Leary v. United States
Headline: High court allows a bail surety to intervene to claim trustee-held railroad stock as security, reverses lower courts, and lets her try to prove her rights against the Government
Holding:
- Allows a bail surety to claim trustee-held collateral against Government’s competing claim.
- Permits late intervention when evidence supports a direct claim and fairness outweighs technical defects.

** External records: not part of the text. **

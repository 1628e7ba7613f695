//! HTTP JSON bodies exchanged with the search and chat endpoints.

use serde::{Deserialize, Serialize};

/// Client → search endpoint.
///
/// `enable_deep_analysis` is omitted entirely for the legacy `{query}` payload.
#[derive(Debug, Clone, Serialize)]
pub struct SearchRequest<'a> {
    pub query: &'a str,
    #[serde(skip_serializing_if = "Option::is_none")]
    pub enable_deep_analysis: Option<bool>,
}

impl<'a> SearchRequest<'a> {
    pub fn new(query: &'a str, deep_analysis: bool) -> Self {
        Self {
            query,
            enable_deep_analysis: Some(deep_analysis),
        }
    }

    pub fn legacy(query: &'a str) -> Self {
        Self {
            query,
            enable_deep_analysis: None,
        }
    }
}

/// One citation returned alongside an answer.
#[derive(Debug, Clone, PartialEq, Eq, Serialize, Deserialize)]
pub struct SearchResult {
    pub href: String,
    pub title: String,
    pub body: String,
}

/// Search endpoint → client. Result order is relevance order and is preserved.
#[derive(Debug, Clone, PartialEq, Eq, Serialize, Deserialize)]
pub struct SearchResponse {
    pub answer: String,
    #[serde(default)]
    pub search_results: Vec<SearchResult>,
    #[serde(default)]
    pub deep_analysis: bool,
}

/// Speaker of a chat turn.
#[derive(Debug, Clone, Copy, PartialEq, Eq, Hash, Serialize, Deserialize)]
#[serde(rename_all = "lowercase")]
pub enum Role {
    User,
    Assistant,
}

impl Role {
    pub fn as_str(&self) -> &'static str {
        match self {
            Role::User => "user",
            Role::Assistant => "assistant",
        }
    }
}

/// One chat message, as stored and as sent in `messages`.
#[derive(Debug, Clone, PartialEq, Eq, Serialize, Deserialize)]
pub struct ChatTurn {
    pub role: Role,
    pub content: String,
}

impl ChatTurn {
    pub fn user(content: impl Into<String>) -> Self {
        Self {
            role: Role::User,
            content: content.into(),
        }
    }

    pub fn assistant(content: impl Into<String>) -> Self {
        Self {
            role: Role::Assistant,
            content: content.into(),
        }
    }
}

/// Client → chat endpoint. `messages` already ends with the new user turn.
#[derive(Debug, Clone, Serialize)]
pub struct ChatRequest<'a> {
    pub messages: Vec<ChatTurn>,
    pub context: &'a str,
    pub deep_analysis: bool,
    pub use_search: bool,
}

impl<'a> ChatRequest<'a> {
    pub fn new(
        history: &[ChatTurn],
        next_message: &str,
        context: &'a str,
        deep_analysis: bool,
        use_search: bool,
    ) -> Self {
        let mut messages = Vec::with_capacity(history.len() + 1);
        messages.extend_from_slice(history);
        messages.push(ChatTurn::user(next_message));
        Self {
            messages,
            context,
            deep_analysis,
            use_search,
        }
    }
}

/// Chat endpoint → client.
#[derive(Debug, Clone, Deserialize)]
pub struct ChatReply {
    pub response: String,
}
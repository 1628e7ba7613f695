//! backchannel: terminal front end for the search and chat screens.
//! Reads config, runs a search from the command line or a chat session over
//! stdin, and prints answers, citations and replies to stdout.

use std::io::{self, Write};
use std::path::PathBuf;
use std::process;

use backchannel_client::{
    config, ChatOutcome, ChatScreen, Config, QueryClient, RevealController, SearchOutcome,
    SearchResult, SearchScreen,
};
use clap::{Parser, Subcommand};
use tokio::io::AsyncBufReadExt;
use tracing_subscriber::EnvFilter;

#[derive(Parser)]
#[command(name = "backchannel", version, about = "Search and chat with the backchannel answer service")]
struct Cli {
    /// Config file (defaults to ~/.backchannel/config.yaml)
    #[arg(long, env = "BACKCHANNEL_CONFIG", global = true)]
    config: Option<PathBuf>,

    #[command(subcommand)]
    command: Command,
}

#[derive(Subcommand)]
enum Command {
    /// Ask one question and print the answer with its sources
    Search {
        /// Ask the service for a more elaborate answer
        #[arg(long)]
        deep: bool,
        /// Print the answer one character at a time
        #[arg(long)]
        reveal: bool,
        #[arg(required = true)]
        query: Vec<String>,
    },
    /// Chat over stdin, one message per line
    Chat {
        #[arg(long)]
        deep: bool,
        /// Let the service search the web before replying
        #[arg(long)]
        search: bool,
    },
}

fn resolve_config_path(flag: Option<PathBuf>) -> PathBuf {
    if let Some(path) = flag {
        return path;
    }
    config::default_config_path().unwrap_or_else(|| {
        eprintln!("Error: unable to determine config path (set --config or BACKCHANNEL_CONFIG)");
        process::exit(1);
    })
}

fn init_logging() {
    let filter = EnvFilter::try_from_default_env().unwrap_or_else(|_| EnvFilter::new("warn"));
    tracing_subscriber::fmt()
        .with_env_filter(filter)
        .with_target(false)
        .with_ansi(false)
        .with_writer(io::stderr)
        .init();
}

fn main() {
    init_logging();
    let cli = Cli::parse();
    let config_path = resolve_config_path(cli.config);

    let cfg = match config::load(&config_path) {
        Ok(c) => c,
        Err(e) => {
            eprintln!("Error: failed to load config from {}: {}", config_path.display(), e);
            process::exit(1);
        }
    };

    let client = match cfg.client_settings().map_err(|e| e.to_string()).and_then(|settings| {
        QueryClient::new(settings).map_err(|e| e.to_string())
    }) {
        Ok(c) => c,
        Err(e) => {
            eprintln!("Error: {}", e);
            process::exit(1);
        }
    };

    let rt = tokio::runtime::Builder::new_current_thread()
        .enable_all()
        .build()
        .unwrap_or_else(|e| {
            eprintln!("Error: failed to create runtime: {}", e);
            process::exit(1);
        });

    let code = rt.block_on(async {
        match cli.command {
            Command::Search {
                deep,
                reveal,
                query,
            } => run_search(&cfg, client, &query.join(" "), deep, reveal).await,
            Command::Chat { deep, search } => run_chat(client, deep, search).await,
        }
    });
    process::exit(code);
}

async fn run_search(cfg: &Config, client: QueryClient, query: &str, deep: bool, reveal: bool) -> i32 {
    let screen = SearchScreen::new(client);
    screen.set_deep_analysis(deep);

    let response = match screen.submit(query).await {
        SearchOutcome::Fetched(r) | SearchOutcome::Cached(r) => r,
        SearchOutcome::Ignored => {
            eprintln!("Error: no query provided");
            return 1;
        }
        SearchOutcome::Failed { message } => {
            eprintln!("{}", message);
            return 1;
        }
        SearchOutcome::Superseded => return 1,
    };

    let stdout = io::stdout();
    let mut out = stdout.lock();
    if reveal {
        let mut controller = RevealController::new(cfg.reveal_tick());
        let mut frames = controller.start(response.answer.clone());
        let mut shown = 0;
        while let Some(prefix) = frames.recv().await {
            let _ = write!(out, "{}", &prefix[shown..]);
            let _ = out.flush();
            shown = prefix.len();
        }
        let _ = writeln!(out);
    } else {
        let _ = writeln!(out, "{}", response.answer);
    }
    print_results(&mut out, &response.search_results);
    0
}

fn print_results(out: &mut impl Write, results: &[SearchResult]) {
    if results.is_empty() {
        return;
    }
    let _ = writeln!(out, "\nSources:");
    for (i, result) in results.iter().enumerate() {
        let _ = writeln!(out, "[{}] {}", i + 1, result.title);
        let _ = writeln!(out, "    {}", result.href);
        if !result.body.is_empty() {
            let _ = writeln!(out, "    {}", result.body);
        }
    }
}

async fn run_chat(client: QueryClient, deep: bool, use_search: bool) -> i32 {
    let screen = ChatScreen::new(client);
    screen.set_deep_analysis(deep);
    screen.set_use_search(use_search);

    let mut lines = tokio::io::BufReader::new(tokio::io::stdin()).lines();
    loop {
        let line = match lines.next_line().await {
            Ok(Some(line)) => line,
            Ok(None) => break,
            Err(e) => {
                eprintln!("Error: failed to read stdin: {}", e);
                return 1;
            }
        };
        match screen.send(&line).await {
            ChatOutcome::Replied(reply) => println!("{}", reply),
            ChatOutcome::Failed { message } => println!("{}", message),
            ChatOutcome::Ignored | ChatOutcome::Superseded => {}
        }
    }
    0
}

- Requires courts to let claimants cross-examine witnesses even if they use prior evidence.
Summary
Background
A woman who had become surety for a defendant’s bail says certain railroad shares held by a trustee were to remain as security for her promise to sign the bond. The Government sued to charge the trustee with holding the stock for funds allegedly tied to earlier frauds. The surety filed a late petition to intervene and claim those shares to satisfy a judgment against her, after evidence in the Government’s case had already been taken.
Reasoning
The Court examined whether the surety’s written claim showed enough substance to let her join the case and try to prove that the stock was held for her benefit. The majority found her statement — that the trustee held specific stock as security for a specific contingent obligation — sufficient to be treated as an express claim. The Court rejected the lower courts’ strict demands that she allege ignorance of the Government’s claimed facts and found the public-policy argument for voiding her agreement unpersuasive. The Court also rejected the claim of laches (unexplained delay) because she had reason to rely on the trustee and because she disputed liability on the bond.
Real world impact
The decision lets the surety attempt to prove her priority to the trustee-held stock rather than being shut out on technical pleading grounds. The Court allowed intervention while protecting the Government’s existing evidence, but gave the surety the right to recall and cross-examine witnesses. This means people who assert direct property claims can sometimes intervene late if fairness and the facts support their claim.
Dissents or concurrances
Two Justices, McKenna and Pitney, dissented from the Court’s decision; the opinion states only that they disagreed without giving their reasons in full.